5. On 11th August 1948 the taxpayer applied to the appropriate authority for consent to transfer the land to the company. On 27th August 1948 the taxpayer and one Thomas signed a contract whereby the taxpayer agreed to sell and Thomas agreed to buy 8,000 fully paid shares of 1 pound each in the company. The price was 30/- per share, so that the total amount payable was 12,000 pounds. The contract was expressed to be subject to the transfer by the taxpayer to the company of the land in question. On 15th October 1948 the consent of the appropriate authority was given to the transfer of the land by the taxpayer to the company in pursuance of the contract of 10th August. Since part of the land was held on lease from the Crown, the consent of the Minister for Lands was also necessary. This consent was given on 29th November 1948. On 10th February 1949 a further contract for the sale and purchase of shares in the company at 30/- per share was signed by Thomas and the taxpayer. This contract, which was of a more elaborate and detailed character, superseded, of course, the contract between the same parties of 27th August 1948, but no reason was suggested for supposing that the earlier contract was not a finally binding instrument until superseded. On 24th February 1949 the company, in pursuance of the contract between it and the taxpayer, allotted to the taxpayer 7,998 fully paid shares of 1 pound each. The taxpayer held, of course, one further share by virtue of his subscription of the memorandum, and the share for which his solicitor had subscribed belonged beneficially to him. On 26th February 1949 the necessary documents were executed for effectuating transfers of the legal title to the land from the taxpayer to the company. On 17th March 1949 4,000 shares in the company were transferred to Thomas and 4,000 to his wife as his nominee, and at the same time Thomas and his wife paid the sum of 12,000 pounds to the taxpayer. (at p459)

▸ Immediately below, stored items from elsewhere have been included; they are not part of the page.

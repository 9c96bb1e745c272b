pub mod context;
pub mod decision;
pub mod policy;

pub use context::CommandContext;
pub use decision::{Decision, Outcome, RuleMatch};

use std::path::Path;

use crate::config::{Config, ENV_ALLOWED_OWNERS, PolicyConfig};
use crate::git::RemoteSource;
use crate::guards::push::PushGuard;
use crate::guards::write::WriteGuard;
use crate::guards::{GuardEvaluator, InvocationKind, ResolveContext, Resolution};
use crate::parse::{self, ParsedPipeline, WorkDir};

/// How many levels of substitutions and shell bodies are followed.
const MAX_NESTING: usize = 8;

/// The guards to run and the policy they enforce.
pub struct GuardRegistry {
    guards: Vec<Box<dyn GuardEvaluator>>,
    policy: PolicyConfig,
}

/// Combine the allowing results of several checks.
fn summarise(mut allowed: Vec<RuleMatch>) -> RuleMatch {
    match allowed.len() {
        0 => RuleMatch::new(Outcome::NotRelevant, "no git push or gh invocation"),
        1 => allowed.remove(0),
        _ => {
            let outcome = allowed
                .iter()
                .map(|r| r.outcome)
                .find(|o| *o == Outcome::Allowed)
                .unwrap_or(allowed[0].outcome);
            let reasons: Vec<String> = allowed.into_iter().map(|r| r.reason).collect();
            RuleMatch::new(outcome, reasons.join("\n"))
        }
    }
}

/// Command lines nested inside a pipeline, each with the directory it
/// runs in: substitutions (matched to segments by placeholder) and the
/// bodies of `sh -c` or `eval`.
fn nested_commands(
    pipeline: &ParsedPipeline,
    substitutions: Vec<String>,
    cwd: &WorkDir,
) -> Vec<(String, WorkDir)> {
    let mut substitutions = substitutions.into_iter();
    let mut nested = Vec::new();
    for (index, seg) in pipeline.segments.iter().enumerate() {
        let dir = cwd
            .clone()
            .and_then(|cwd| parse::resolve_work_dir_at(pipeline, index, &cwd));
        let count = seg.command.matches(parse::SUBST_PLACEHOLDER).count();
        nested.extend(substitutions.by_ref().take(count).map(|s| (s, dir.clone())));
        if let Some(script) = CommandContext::from_command(&seg.command).inline_script() {
            nested.push((script, dir));
        }
    }
    nested.extend(substitutions.map(|s| (s, cwd.clone())));
    nested
}

impl GuardRegistry {
    /// Build the registry from configuration.
    pub fn from_config(config: &Config) -> Self {
        Self {
            guards: vec![
                Box::new(PushGuard),
                Box::new(WriteGuard::from_config(&config.gh)),
            ],
            policy: config.policy(),
        }
    }

    /// Replace the ownership policy.
    pub fn with_policy(mut self, policy: PolicyConfig) -> Self {
        self.policy = policy;
        self
    }

    /// Evaluate a command run from `cwd` against every guard. The first
    /// block wins; otherwise the allows are summarised.
    pub fn evaluate(&self, command: &str, cwd: &Path, remotes: &dyn RemoteSource) -> RuleMatch {
        self.evaluate_at(command, &Ok(cwd.to_path_buf()), remotes, 0)
    }

    /// Evaluate the commands nested in a command line, then the line itself.
    fn evaluate_at(
        &self,
        command: &str,
        cwd: &WorkDir,
        remotes: &dyn RemoteSource,
        depth: usize,
    ) -> RuleMatch {
        if depth > MAX_NESTING {
            return match self.guards.iter().find(|g| g.looks_relevant(command)) {
                Some(guard) => RuleMatch::new(
                    Outcome::TooComplex,
                    format!(
                        "Blocked {}: the command nests substitutions or shells too deeply to \
                         inspect. Run it as a plain command.",
                        guard.verb()
                    ),
                ),
                None => RuleMatch::new(Outcome::NotRelevant, "no git push or gh invocation"),
            };
        }

        let (outer, substitutions) = parse::extract_substitutions(command);
        let pipeline = parse::split_compound_command(&outer);

        let mut allowed = Vec::new();
        // Recursively evaluate substitution contents and shell bodies
        for (nested, dir) in nested_commands(&pipeline, substitutions, cwd) {
            let result = self.evaluate_at(&nested, &dir, remotes, depth + 1);
            if result.decision == Decision::Block {
                return result;
            }
            if result.outcome != Outcome::NotRelevant {
                allowed.push(result);
            }
        }

        for guard in &self.guards {
            let result = self.evaluate_guard(guard.as_ref(), command, &pipeline, cwd, remotes);
            if result.decision == Decision::Block {
                return result;
            }
            if result.outcome != Outcome::NotRelevant {
                allowed.push(result);
            }
        }
        summarise(allowed)
    }

    /// Run one guard through the evaluation state machine. `command` is
    /// the full text (for the keyword and complexity checks); `pipeline`
    /// is its outer level with substitutions cut out.
    fn evaluate_guard(
        &self,
        guard: &dyn GuardEvaluator,
        command: &str,
        pipeline: &ParsedPipeline,
        cwd: &WorkDir,
        remotes: &dyn RemoteSource,
    ) -> RuleMatch {
        let verb = guard.verb();

        if !guard.looks_relevant(command) {
            return RuleMatch::new(Outcome::NotRelevant, format!("no {verb}"));
        }

        if guard.too_complex(command) {
            return RuleMatch::new(
                Outcome::TooComplex,
                format!(
                    "Blocked {verb}: the command contains a loop or more than one {verb}, so its \
                     target repository can't be determined safely. Run each {verb} as its own \
                     command with an explicit target."
                ),
            );
        }

        let invocations = guard.classify(pipeline);

        let mut notes = Vec::new();
        let mut guarded = Vec::new();
        for inv in &invocations {
            match &inv.kind {
                InvocationKind::ReadOnly(label) => notes.push((Outcome::ReadOnly, format!("read-only {label}"))),
                InvocationKind::Exempt(label) => notes.push((
                    Outcome::Exempt,
                    format!("{label}: gists are account-scoped, not repository-scoped"),
                )),
                InvocationKind::Guarded(_) | InvocationKind::Indirect { .. } => guarded.push(inv),
            }
        }

        if guarded.is_empty() {
            return match notes.into_iter().next() {
                Some((outcome, reason)) => RuleMatch::new(outcome, reason),
                None => RuleMatch::new(Outcome::NotRelevant, format!("no {verb}")),
            };
        }

        if self.policy.is_unconfigured() {
            return RuleMatch::new(
                Outcome::Unconfigured,
                format!(
                    "Blocked {verb}: no allowed owners are configured, so writes fail closed. \
                     Set {ENV_ALLOWED_OWNERS}=<your-github-user> or add allowed_owners under \
                     [policy] in ~/.config/cc-forkguard/config.toml."
                ),
            );
        }

        let mut allows = Vec::new();
        for inv in guarded {
            let result = match &inv.kind {
                InvocationKind::Indirect { label, via } => RuleMatch::new(
                    Outcome::Unresolvable,
                    format!(
                        "Blocked {label}: it runs through {via}, so its target repository can't \
                         be resolved. Run {label} as its own command with an explicit target."
                    ),
                ),
                kind => {
                    let label = match kind {
                        InvocationKind::Guarded(label) => label.as_str(),
                        _ => verb,
                    };
                    let ctx = ResolveContext {
                        work_dir: cwd
                            .clone()
                            .and_then(|cwd| parse::resolve_work_dir_at(pipeline, inv.index, &cwd)),
                        policy: &self.policy,
                        remotes,
                    };
                    self.judge(guard, label, guard.resolve(inv, &ctx))
                }
            };
            if result.decision == Decision::Block {
                return result;
            }
            allows.push(result);
        }

        let outcome = allows
            .iter()
            .map(|r| r.outcome)
            .find(|o| *o == Outcome::Allowed)
            .unwrap_or(Outcome::NotApplicable);
        let reasons: Vec<String> = allows.into_iter().map(|r| r.reason).collect();
        RuleMatch::new(outcome, reasons.join("\n"))
    }

    /// Turn a resolution into a decision with an operator-facing reason.
    fn judge(&self, guard: &dyn GuardEvaluator, label: &str, resolution: Resolution) -> RuleMatch {
        let policy = &self.policy;
        match resolution {
            Resolution::Target {
                repo,
                source,
                fork_parent,
            } => match policy::allow_rule(&repo, policy, fork_parent.as_ref()) {
                Some(rule) => RuleMatch::new(
                    Outcome::Allowed,
                    format!("{label} -> {repo} (from {source}): {}", rule.describe()),
                ),
                None => RuleMatch::new(
                    Outcome::Denied,
                    format!(
                        "Blocked {label}: target {repo} (from {source}) is not yours ({}). {}",
                        policy::describe_policy(policy),
                        guard.denied_hint()
                    ),
                ),
            },
            Resolution::ForkAmbiguous { origin, upstream } => {
                let show = |r: Option<crate::repo::RepoRef>| {
                    r.map_or_else(|| "<unknown>".to_string(), |r| r.to_string())
                };
                let (origin, upstream) = (show(origin), show(upstream));
                RuleMatch::new(
                    Outcome::ForkAmbiguous,
                    format!(
                        "Blocked {label}: this directory is a fork (origin: {origin}, upstream: \
                         {upstream}) and gh may target either one. Re-run with -R {origin} to \
                         target your fork, or -R {upstream} to target the parent deliberately."
                    ),
                )
            }
            Resolution::Unresolvable(detail) => RuleMatch::new(
                Outcome::Unresolvable,
                format!(
                    "Blocked {label}: could not determine the target repository ({detail}). {}",
                    guard.unresolvable_hint()
                ),
            ),
            Resolution::NotApplicable(detail) => {
                log::info!("{label}: allowing unverifiable target: {detail}");
                RuleMatch::new(
                    Outcome::NotApplicable,
                    format!("{label}: cannot verify ownership ({detail}); allowed"),
                )
            }
        }
    }
}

6. The Commissioner assessed the taxpayer's income of the year ended 30th June 1949 on the footing that it included the difference between the sum of 12,000 pounds and the sum of 8,000 pounds, i.e., 4,000 pounds . His contention has been, and is, that this sum represents a profit arising from the sale of property acquired for the purpose of profit-making by sale, or from the carrying on or carrying out of a profit-making undertaking or scheme, within the meaning of s. 26(a) of the Income Tax Assessment Act 1936-1948. I am quite unable to accept this contention. (at p459)

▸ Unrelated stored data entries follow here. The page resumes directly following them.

/// Final answer handed back to the host.
#[derive(Debug, Clone, Copy, PartialEq, Eq, PartialOrd, Ord)]
pub enum Decision {
    Allow,
    Block,
}

impl Decision {
    pub fn as_str(self) -> &'static str {
        match self {
            Decision::Allow => "allow",
            Decision::Block => "block",
        }
    }
}

/// Which branch of the evaluation produced a decision.
///
/// `NotApplicable` (fail-open on hosts we can't verify) and `Unconfigured`
/// (fail-closed without a policy) are separate outcomes.
#[derive(Debug, Clone, Copy, PartialEq, Eq)]
pub enum Outcome {
    /// No guarded verb anywhere in the command.
    NotRelevant,
    /// The verb appears, but only in read-only invocations.
    ReadOnly,
    /// Account-scoped operation (gists) outside ownership checks.
    Exempt,
    /// Target host isn't GitHub-shaped; nothing to verify against.
    NotApplicable,
    /// Target resolved and permitted by the policy.
    Allowed,
    /// Loop or batch that can't be resolved to one target.
    TooComplex,
    /// No allowed owners configured.
    Unconfigured,
    /// Target repository could not be determined.
    Unresolvable,
    /// Fork with an `upstream` remote and no explicit target.
    ForkAmbiguous,
    /// Target resolved but not permitted by the policy.
    Denied,
}

impl Outcome {
    pub fn decision(self) -> Decision {
        match self {
            Outcome::NotRelevant
            | Outcome::ReadOnly
            | Outcome::Exempt
            | Outcome::NotApplicable
            | Outcome::Allowed => Decision::Allow,
            Outcome::TooComplex
            | Outcome::Unconfigured
            | Outcome::Unresolvable
            | Outcome::ForkAmbiguous
            | Outcome::Denied => Decision::Block,
        }
    }

    pub fn as_str(self) -> &'static str {
        match self {
            Outcome::NotRelevant => "not-relevant",
            Outcome::ReadOnly => "read-only",
            Outcome::Exempt => "exempt",
            Outcome::NotApplicable => "not-applicable",
            Outcome::Allowed => "allowed",
            Outcome::TooComplex => "too-complex",
            Outcome::Unconfigured => "unconfigured",
            Outcome::Unresolvable => "unresolvable",
            Outcome::ForkAmbiguous => "fork-ambiguous",
            Outcome::Denied => "denied",
        }
    }
}

#[derive(Debug, Clone)]
pub struct RuleMatch {
    pub decision: Decision,
    pub outcome: Outcome,
    pub reason: String,
}

impl RuleMatch {
    pub fn new(outcome: Outcome, reason: impl Into<String>) -> Self {
        Self {
            decision: outcome.decision(),
            outcome,
            reason: reason.into(),
        }
    }
}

7. Two things should be noted at the outset. The first is that, since the taxpayer owned or was to own the whole of the shares in the company, and since the company owned or was to own the whole of the land and nothing more, the value of the land and the value of the shares were, as from the date of the contract between the taxpayer and the company, for all practical purposes identical. I agree, of course, that the shares and the land were different things, but, in the absence of evidence, it cannot be taken that there was any real difference in value between the two things. The second is that the sum of 8,000 pounds, which is the price named in the contract between the taxpayer and the company, appears to have been - and the taxpayer said that it was - an arbitrary figure selected as one to which the prescribed authority was very unlikely to take objection. But, since the contract provided for sale at 8,000 pounds or such lesser sum as the prescribed authority might approve, it seems to have been immaterial what figure was chosen. It might have been 100 pounds or 100,000 pounds. It was not indeed necessary that any figure should be mentioned at all. The contract might equally well have provided for the transfer of the land in consideration of the allotment of 8,000 shares simplicitor - though probably the fixing of a money sum was due to a fear that the prescribed authority might (justifiably or unjustifiably) require a statement of the consideration in terms of money. (at p460)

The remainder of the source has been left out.